The researchers compared grassland data from the late 1800s to the early 2000s, looking at the change in temperature across the landscape and across the year.
The researchers found a consistent trend in climate change-related changes across grassland species: higher temperatures were associated with more drought-related mortality in grassland.
But, the impact varied depending on which kind of grass the grassland was.
“Some grasses are really resilient, and some grasses don’t have that resilience,” said Gorman.
“And that’s why we’re so interested in finding out how those different responses change.”
While climate change does play a role in changing the composition of the landscape, there are other factors that can affect how grassland plants respond to changing temperatures.
For example, changes in soil moisture could be more significant when it comes to the survival of some grassland animals, like grasshoppers.
In addition, the soil can change as grasslands change, leading to soil erosion that could reduce water storage for the grasses.
And the soil may not stay in place forever, so it can get contaminated by more CO2 and other pollutants.
“If you look at some of the grasslands, we found that a lot of those that were the least exposed to the impacts were also the ones with the least erosion,” said David Anderson, a research scientist with the Cooperative Institute for Research in Environmental Sciences (CIRES) at Rutgers, who was not involved in the study.
“That’s something that we need more study on, but we’re definitely seeing changes over time.”
While the effects of climate change are being measured, they are not yet clear-cut.

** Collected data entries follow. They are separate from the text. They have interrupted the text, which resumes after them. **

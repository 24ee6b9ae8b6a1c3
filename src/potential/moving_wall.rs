use super::{arity_mismatch, Arity, Atoms, AtomsMut, Bump, CollisionPotential};
use crate::core::particle::DIM;
use crate::error::{Error, Result};

/// Plane perpendicular to `axis` that particles bounce off elastically.
///
/// The wall has its own position and velocity along the axis and may carry a
/// finite mass driven by a constant `force` (a piston). An immovable wall
/// (infinite mass) keeps its velocity forever; a massive wall recoils on every
/// bump, which changes its trajectory for every particle at once.
///
/// Particles touch the wall when their center is `sigma / 2` away from it,
/// on whichever side they currently are.
#[derive(Debug, Clone, PartialEq)]
pub struct MovingWall {
    axis: usize,
    position: f64,
    velocity: f64,
    force: f64,
    inv_mass: f64,
    sigma: f64,
    impulse: f64,
}

impl MovingWall {
    /// Immovable wall at `position` on `axis`, moving at constant `velocity`.
    pub fn fixed(axis: usize, position: f64, velocity: f64, sigma: f64) -> Result<Self> {
        Self::new(axis, position, velocity, f64::INFINITY, 0.0, sigma)
    }

    /// Wall of finite or infinite `mass` pushed by a constant `force`.
    ///
    /// Errors: `Error::InvalidParam` for an axis outside `0..3`, non-finite
    /// kinematics, a non-positive mass or a negative `sigma`.
    pub fn new(
        axis: usize,
        position: f64,
        velocity: f64,
        mass: f64,
        force: f64,
        sigma: f64,
    ) -> Result<Self> {
        if axis >= DIM {
            return Err(Error::InvalidParam(format!(
                "wall axis must be in [0, {}), got {}",
                DIM, axis
            )));
        }
        if !position.is_finite() || !velocity.is_finite() || !force.is_finite() {
            return Err(Error::InvalidParam(
                "wall position, velocity and force must be finite".into(),
            ));
        }
        if mass.is_nan() || mass <= 0.0 {
            return Err(Error::InvalidParam("wall mass must be > 0".into()));
        }
        if !sigma.is_finite() || sigma < 0.0 {
            return Err(Error::InvalidParam(
                "wall sigma must be finite and >= 0".into(),
            ));
        }
        Ok(Self {
            axis,
            position,
            velocity,
            force,
            inv_mass: 1.0 / mass,
            sigma,
            impulse: 0.0,
        })
    }

    /// Normal axis.
    pub fn axis(&self) -> usize {
        self.axis
    }

    /// Current wall coordinate along its axis.
    pub fn position(&self) -> f64 {
        self.position
    }

    /// Current wall velocity along its axis.
    pub fn velocity(&self) -> f64 {
        self.velocity
    }

    /// Set the wall velocity (piston speed). Any schedule using this wall must be rebuilt.
    pub fn set_velocity(&mut self, velocity: f64) -> Result<()> {
        if !velocity.is_finite() {
            return Err(Error::InvalidParam("wall velocity must be finite".into()));
        }
        self.velocity = velocity;
        Ok(())
    }

    /// Wall mass; infinite for an immovable wall.
    pub fn mass(&self) -> f64 {
        1.0 / self.inv_mass
    }

    /// Acceleration imposed by the driving force.
    pub fn acceleration(&self) -> f64 {
        self.force * self.inv_mass
    }

    /// Total momentum the wall has delivered to particles along its axis.
    pub fn accumulated_impulse(&self) -> f64 {
        self.impulse
    }

    /// Reset the impulse accumulator.
    pub fn clear_impulse(&mut self) {
        self.impulse = 0.0;
    }

    /// Wall position and velocity after `dt` of driven flight.
    #[inline]
    fn state_at(&self, dt: f64) -> (f64, f64) {
        let a = self.acceleration();
        (
            self.position + self.velocity * dt + 0.5 * a * dt * dt,
            self.velocity + a * dt,
        )
    }
}

impl CollisionPotential for MovingWall {
    fn name(&self) -> &'static str {
        "moving-wall"
    }

    fn accepts(&self, arity: Arity) -> bool {
        arity == Arity::One
    }

    fn collision_time(&self, atoms: Atoms<'_>, false_time: f64) -> f64 {
        let Atoms::One(p) = atoms else {
            return f64::INFINITY;
        };
        if p.inv_mass + self.inv_mass <= 0.0 {
            return f64::INFINITY;
        }
        let (xw, vw) = self.state_at(false_time);
        let k = self.axis;
        let dx = p.r[k] + p.v[k] * false_time - xw;
        let dv = p.v[k] - vw;
        let da = -self.acceleration();
        let s = 0.5 * self.sigma;
        let side = if dx >= 0.0 { 1.0 } else { -1.0 };

        if dx.abs() < s {
            // already inside the contact shell
            if dx * dv < 0.0 {
                return -(s - dx.abs()) / dv.abs();
            }
            return f64::INFINITY;
        }

        // dx(t) - side * s = h + dv t + da t^2 / 2; contact on an approaching root
        let h = dx - side * s;
        let approaching = |t: f64| (dv + da * t) * side < 0.0;
        let mut best = f64::INFINITY;
        if da == 0.0 {
            if dv != 0.0 {
                let t = -h / dv;
                if t >= 0.0 && approaching(t) {
                    best = t;
                }
            }
            return best;
        }
        let a2 = 0.5 * da;
        let disc = dv * dv - 4.0 * a2 * h;
        if disc < 0.0 {
            return f64::INFINITY;
        }
        let q = -0.5 * (dv + dv.signum() * disc.sqrt());
        let mut roots = [f64::NAN, f64::NAN];
        if q != 0.0 {
            roots[0] = q / a2;
            roots[1] = h / q;
        } else {
            roots[0] = (-h / a2).max(0.0).sqrt();
        }
        for t in roots {
            if t >= 0.0 && t < best && approaching(t) {
                best = t;
            }
        }
        best
    }

    fn bump(&mut self, atoms: AtomsMut<'_>, false_time: f64) -> Result<Bump> {
        let AtomsMut::One(p) = atoms else {
            return Err(arity_mismatch(self.name()));
        };
        let inv_sum = p.inv_mass + self.inv_mass;
        if inv_sum <= 0.0 {
            return Err(Error::MathError(format!(
                "particle {} and wall are both immovable",
                p.index
            )));
        }
        let k = self.axis;
        let (xw, vw) = self.state_at(false_time);
        let dx = p.r[k] + p.v[k] * false_time - xw;
        let dv = p.v[k] - vw;
        let j = -2.0 * dv / inv_sum;

        let dvp = j * p.inv_mass;
        p.v[k] += dvp;
        p.r[k] -= dvp * false_time;

        let dvw = -j * self.inv_mass;
        self.velocity += dvw;
        self.position -= dvw * false_time;
        self.impulse += j;

        Ok(Bump {
            virial: -j * dx,
            energy_change: 0.0,
            invalidates_all: self.inv_mass > 0.0,
            rescan_only: false,
        })
    }

    fn energy(&self, atoms: Atoms<'_>) -> f64 {
        let Atoms::One(p) = atoms else {
            return 0.0;
        };
        if (p.r[self.axis] - self.position).abs() < 0.5 * self.sigma {
            f64::INFINITY
        } else {
            0.0
        }
    }

    fn advance(&mut self, dt: f64) {
        let (x, v) = self.state_at(dt);
        self.position = x;
        self.velocity = v;
    }
}

#[cfg(test)]
mod tests {
    use super::*;
    use crate::core::particle::Particle;

    #[test]
    fn fixed_wall_reflects_particle() -> Result<()> {
        let mut wall = MovingWall::fixed(0, 0.0, 0.0, 1.0)?;
        let mut p = Particle::new(0, 0, [2.0, 1.0, 1.0], [-1.0, 0.3, 0.0], 1.0)?;
        let t = wall.collision_time(Atoms::One(&p), 0.0);
        assert!((t - 1.5).abs() < 1e-12);

        let out = wall.bump(AtomsMut::One(&mut p), t)?;
        assert_eq!(p.v, [1.0, 0.3, 0.0]);
        assert!((p.position_at(t)[0] - 0.5).abs() < 1e-12);
        assert!((wall.accumulated_impulse() - 2.0).abs() < 1e-12);
        assert!(!out.invalidates_all);
        assert_eq!(wall.velocity(), 0.0);
        Ok(())
    }

    #[test]
    fn particle_on_either_side_is_tracked() -> Result<()> {
        let wall = MovingWall::fixed(1, 5.0, 0.0, 0.0)?;
        let below = Particle::new(0, 0, [1.0, 3.0, 1.0], [0.0, 2.0, 0.0], 1.0)?;
        let above = Particle::new(1, 0, [1.0, 8.0, 1.0], [0.0, 2.0, 0.0], 1.0)?;
        assert!((wall.collision_time(Atoms::One(&below), 0.0) - 1.0).abs() < 1e-12);
        assert!(wall.collision_time(Atoms::One(&above), 0.0).is_infinite());
        Ok(())
    }

    #[test]
    fn moving_piston_meets_resting_particle() -> Result<()> {
        let wall = MovingWall::fixed(0, 10.0, -2.0, 1.0)?;
        let p = Particle::new(0, 0, [4.5, 1.0, 1.0], [0.0; DIM], 1.0)?;
        // wall must travel 10 - 0.5 - 4.5 = 5 at speed 2
        assert!((wall.collision_time(Atoms::One(&p), 0.0) - 2.5).abs() < 1e-12);
        Ok(())
    }

    #[test]
    fn accelerating_wall_prediction() -> Result<()> {
        // a = F/M = 2 toward +x; contact when the wall reaches 2.0: t^2 = 2
        let wall = MovingWall::new(0, 0.0, 0.0, 1.0, 2.0, 1.0)?;
        let p = Particle::new(0, 0, [2.5, 1.0, 1.0], [0.0; DIM], 1.0)?;
        let t = wall.collision_time(Atoms::One(&p), 0.0);
        assert!((t - 2.0_f64.sqrt()).abs() < 1e-12);

        // a receding particle is still caught by the accelerating wall
        let q = Particle::new(1, 0, [2.5, 1.0, 1.0], [0.5, 0.0, 0.0], 1.0)?;
        let tq = wall.collision_time(Atoms::One(&q), 0.0);
        // t^2 - 0.5 t - 2 = 0
        let expected = (0.5 + (0.25_f64 + 8.0).sqrt()) / 2.0;
        assert!((tq - expected).abs() < 1e-12);
        Ok(())
    }

    #[test]
    fn massive_wall_recoils_and_invalidates_schedule() -> Result<()> {
        let mut wall = MovingWall::new(0, 0.0, 0.0, 1.0, 0.0, 1.0)?;
        let mut p = Particle::new(0, 0, [0.5, 1.0, 1.0], [-1.0, 0.0, 0.0], 1.0)?;
        let out = wall.bump(AtomsMut::One(&mut p), 0.0)?;
        // equal masses exchange velocities
        assert!(p.v[0].abs() < 1e-12);
        assert!((wall.velocity() + 1.0).abs() < 1e-12);
        assert!(out.invalidates_all);

        wall.advance(1.5);
        assert!((wall.position() + 1.5).abs() < 1e-12);
        Ok(())
    }

    #[test]
    fn overlap_reports_negative_time() -> Result<()> {
        let wall = MovingWall::fixed(2, 0.0, 0.0, 1.0)?;
        let p = Particle::new(0, 0, [1.0, 1.0, 0.25], [0.0, 0.0, -1.0], 1.0)?;
        assert!(wall.collision_time(Atoms::One(&p), 0.0) < 0.0);
        assert!(wall.energy(Atoms::One(&p)).is_infinite());
        Ok(())
    }

    #[test]
    fn invalid_axis_rejected() {
        assert!(MovingWall::fixed(3, 0.0, 0.0, 1.0).is_err());
        assert!(MovingWall::new(0, 0.0, 0.0, 0.0, 0.0, 1.0).is_err());
    }
}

“There’s a lot more research to do to determine how this impacts ecosystems and species, and to identify the ways that we can make improvements in the management of these ecosystems,” said Anderson.
This research is part of a larger research effort that is examining how ecosystems can respond to changes in their climate, particularly by helping to protect habitats.
“We’re seeing more and more evidence that ecosystems are responding to climate-related impacts,” said Dr. Daniel Siegel, a postdoctoral fellow at CIRES.